Deux filles opposées : la brune d'apparence terne, longue et dégingandée, aux cheveux filasses et longs comme ses bras ballants le long de son corps gênant, passionnée d’atomes, qui n’en a aucun de crochu avec sa sœur, blonde au visage ravissant de poupée, dans ses jean’s moulants patte d’eph’ et ses pulls à lui couper la circulation sanguine, rouge sanguin aux lèvres. D’un point de vue cérébral, pas davantage d’influence d’un quelconque rayon gamma, pour réunir les gamines. La brune, studieuse et renfermée, toute à ses expériences scientifiques sur les marguerites et la blonde, évanescente, insouciante, virevoltante. Chacune sa manière d’exister dans cette demeure chaotique nébuleuse, aux côtés d’une mère fantasque, irresponsable, si piquante. Des répliques savoureuses, qu’Isabelle Carré prend le temps de jeter à la figure de ses filles, et ça fait mouche. La salle s’offusque ou rit. La salle réagit.
A travers ces dialogues obscurs et ces comportements excessifs, c’est l’histoire d’une mère-célibataire immature (ce genre de rôles qui correspond à Isabelle Carré, comme dans Respire de Mélanie Laurent avec Lou de Laâge et Joséphine Japy), encore adolescente, qui aime ses enfants, deux ados si mûres. Ce qu’elle ignore, c’est comment les aimer. Les rayons gamma auront-ils le pouvoir d’unir ces trois femmes-marguerites, les remettre chacune dans la lumière qui leur correspond ?

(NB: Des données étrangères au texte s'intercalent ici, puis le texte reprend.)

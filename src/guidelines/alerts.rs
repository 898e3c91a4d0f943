use uuid::Uuid;

use crate::models::enums::{AlertSeverity, Parameter};
use crate::models::LabPanel;

use super::messages::MessageTemplates;
use super::thresholds::ReferenceRanges;
use super::types::{Alert, AlertOutcome};

/// Evaluate one panel against the reference ranges.
///
/// Pure function: one panel in, zero or more alerts out, in
/// `Parameter::EVALUATION_ORDER`. Missing measurements are skipped
/// silently; they are an expected state, not an error. `None` panel means
/// no lab was ever recorded and yields the `NoLabData` sentinel so callers
/// can tell "nothing abnormal" from "could not evaluate".
pub fn evaluate_alerts(panel: Option<&LabPanel>, ranges: &ReferenceRanges) -> AlertOutcome {
    let Some(panel) = panel else {
        return AlertOutcome::NoLabData;
    };

    let mut alerts = Vec::new();

    for parameter in Parameter::EVALUATION_ORDER {
        let Some(value) = panel.value(parameter) else {
            continue;
        };
        let Ok(range) = ranges.bounds_for(parameter) else {
            // Override table shipped without this parameter: nothing to
            // evaluate against.
            continue;
        };

        if !range.is_breach(value) {
            continue;
        }

        let severity = if range.is_critical(value) {
            AlertSeverity::Critical
        } else {
            AlertSeverity::Moderate
        };

        // One-sided ranges can only be breached downward; word them as such.
        let message = if range.high.is_none() {
            MessageTemplates::below_range(parameter, value)
        } else {
            MessageTemplates::out_of_range(parameter, value)
        };

        alerts.push(Alert {
            id: Uuid::new_v4(),
            parameter,
            severity,
            category: parameter.category(),
            message,
            value,
            detected_at: chrono::Local::now().naive_local(),
        });
    }

    AlertOutcome::Evaluated(alerts)
}

#[cfg(test)]
mod tests {
    use chrono::NaiveDate;
    use uuid::Uuid;

    use crate::models::enums::AlertCategory;

    use super::*;

    fn empty_panel() -> LabPanel {
        LabPanel::new(
            Uuid::new_v4(),
            NaiveDate::from_ymd_opt(2026, 3, 2)
                .unwrap()
                .and_hms_opt(8, 30, 0)
                .unwrap(),
        )
    }

    /// The reference panel from the acceptance checklist: four breaches,
    /// calcium and PTH in range.
    fn reference_panel() -> LabPanel {
        let mut panel = empty_panel();
        panel.hemoglobin = Some(9.5);
        panel.ferritin = Some(180.0);
        panel.tsat = Some(18.0);
        panel.phosphorus = Some(6.2);
        panel.calcium = Some(8.8);
        panel.pth = Some(450.0);
        panel
    }

    #[test]
    fn absent_panel_yields_no_data_sentinel() {
        let outcome = evaluate_alerts(None, &ReferenceRanges::builtin());
        assert!(matches!(outcome, AlertOutcome::NoLabData));
    }

    #[test]
    fn empty_panel_yields_empty_findings_not_sentinel() {
        let panel = empty_panel();
        let outcome = evaluate_alerts(Some(&panel), &ReferenceRanges::builtin());
        match outcome {
            AlertOutcome::Evaluated(alerts) => assert!(alerts.is_empty()),
            AlertOutcome::NoLabData => panic!("present panel must be evaluated"),
        }
    }

    #[test]
    fn reference_panel_fires_exactly_four_alerts_in_order() {
        let panel = reference_panel();
        let outcome = evaluate_alerts(Some(&panel), &ReferenceRanges::builtin());
        let fired: Vec<Parameter> = outcome.alerts().iter().map(|a| a.parameter).collect();
        assert_eq!(
            fired,
            [
                Parameter::Hemoglobin,
                Parameter::Ferritin,
                Parameter::Tsat,
                Parameter::Phosphorus,
            ],
        );
    }

    #[test]
    fn alert_carries_value_category_and_message() {
        let panel = reference_panel();
        let outcome = evaluate_alerts(Some(&panel), &ReferenceRanges::builtin());
        let hb = &outcome.alerts()[0];
        assert_eq!(hb.value, 9.5);
        assert_eq!(hb.category, AlertCategory::Anemia);
        assert_eq!(hb.message, "Hemoglobin out of range: 9.5 g/dL");
        let phos = &outcome.alerts()[3];
        assert_eq!(phos.category, AlertCategory::MineralBone);
    }

    #[test]
    fn boundary_values_fire_nothing() {
        let mut panel = empty_panel();
        panel.phosphorus = Some(5.5);
        panel.calcium = Some(10.2);
        let outcome = evaluate_alerts(Some(&panel), &ReferenceRanges::builtin());
        assert!(outcome.alerts().is_empty());
    }

    #[test]
    fn severity_defaults_moderate_and_escalates_past_critical_bound() {
        let ranges = ReferenceRanges::builtin();

        let mut panel = empty_panel();
        panel.hemoglobin = Some(9.5);
        let outcome = evaluate_alerts(Some(&panel), &ranges);
        assert_eq!(outcome.alerts()[0].severity, AlertSeverity::Moderate);

        panel.hemoglobin = Some(7.5);
        let outcome = evaluate_alerts(Some(&panel), &ranges);
        assert_eq!(outcome.alerts()[0].severity, AlertSeverity::Critical);
    }

    #[test]
    fn one_sided_parameters_use_low_wording() {
        let mut panel = empty_panel();
        panel.ferritin = Some(180.0);
        let outcome = evaluate_alerts(Some(&panel), &ReferenceRanges::builtin());
        assert_eq!(outcome.alerts()[0].message, "Ferritin low: 180 ng/mL");
    }

    #[test]
    fn repeated_evaluation_is_order_stable() {
        let panel = reference_panel();
        let ranges = ReferenceRanges::builtin();
        let first: Vec<String> = evaluate_alerts(Some(&panel), &ranges)
            .alerts()
            .iter()
            .map(|a| a.message.clone())
            .collect();
        let second: Vec<String> = evaluate_alerts(Some(&panel), &ranges)
            .alerts()
            .iter()
            .map(|a| a.message.clone())
            .collect();
        assert_eq!(first, second);
    }
}
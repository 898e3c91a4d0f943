//! Nephra: a deterministic clinical alert and recommendation engine for
//! hemodialysis patient monitoring.
//!
//! The caller supplies a patient's most recent [`LabPanel`] (and whether an
//! erythropoiesis-stimulating agent is currently active); the engine derives
//! out-of-range alerts and guideline recommendations across the anemia and
//! mineral-bone-disorder domains. Evaluation is pure and stateless: no
//! storage, no I/O, no ambient context. Fetching the most recent panel and
//! persisting any findings belong to the caller.
//!
//! ```
//! use nephra::guidelines::{DefaultGuidelineEngine, GuidelineEngine};
//! use nephra::models::enums::EsaStatus;
//! use nephra::models::LabPanel;
//!
//! let mut panel = LabPanel::new(
//!     uuid::Uuid::new_v4(),
//!     chrono::NaiveDate::from_ymd_opt(2026, 3, 2)
//!         .unwrap()
//!         .and_hms_opt(8, 30, 0)
//!         .unwrap(),
//! );
//! panel.hemoglobin = Some(9.5);
//!
//! let engine = DefaultGuidelineEngine::default();
//! let report = engine.evaluate(Some(&panel), EsaStatus::Active);
//! assert_eq!(report.counts.alerts, 1);
//! ```

pub mod config;
pub mod guidelines;
pub mod models;

pub use guidelines::{DefaultGuidelineEngine, GuidelineEngine};
pub use models::{most_recent, LabPanel};

use tracing_subscriber::EnvFilter;

/// Initialize tracing for binaries embedding the engine.
/// RUST_LOG wins when set; otherwise the crate-scoped default applies.
pub fn init_tracing() {
    tracing_subscriber::fmt()
        .with_env_filter(
            EnvFilter::try_from_default_env()
                .unwrap_or_else(|_| EnvFilter::new(config::default_log_filter())),
        )
        .init();
}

Place Dullin, Isabelle Carré, Alice Isaaz et Lily Taïeb (en alternance avec Armande Boulanger) vous l’expliqueront mieux que moi, pour 30 représentations exceptionnelles. Gageons que soir après soir, dans cet écrin de théâtre, chacune saura conduire son personnage au paroxysme de son comportement, comme ces marguerites en gestation dans leur boîte.
Isabelle Carré, assistée de Manèle Labidi-Labbé, assure-t-elle la relève de Paul Newman par le théâtre ?
Dans la foulée, laissez-vous tenter par les Brigades rouge, et le duo Romane-Richard Bohringer : "J'avais un beau ballon rouge".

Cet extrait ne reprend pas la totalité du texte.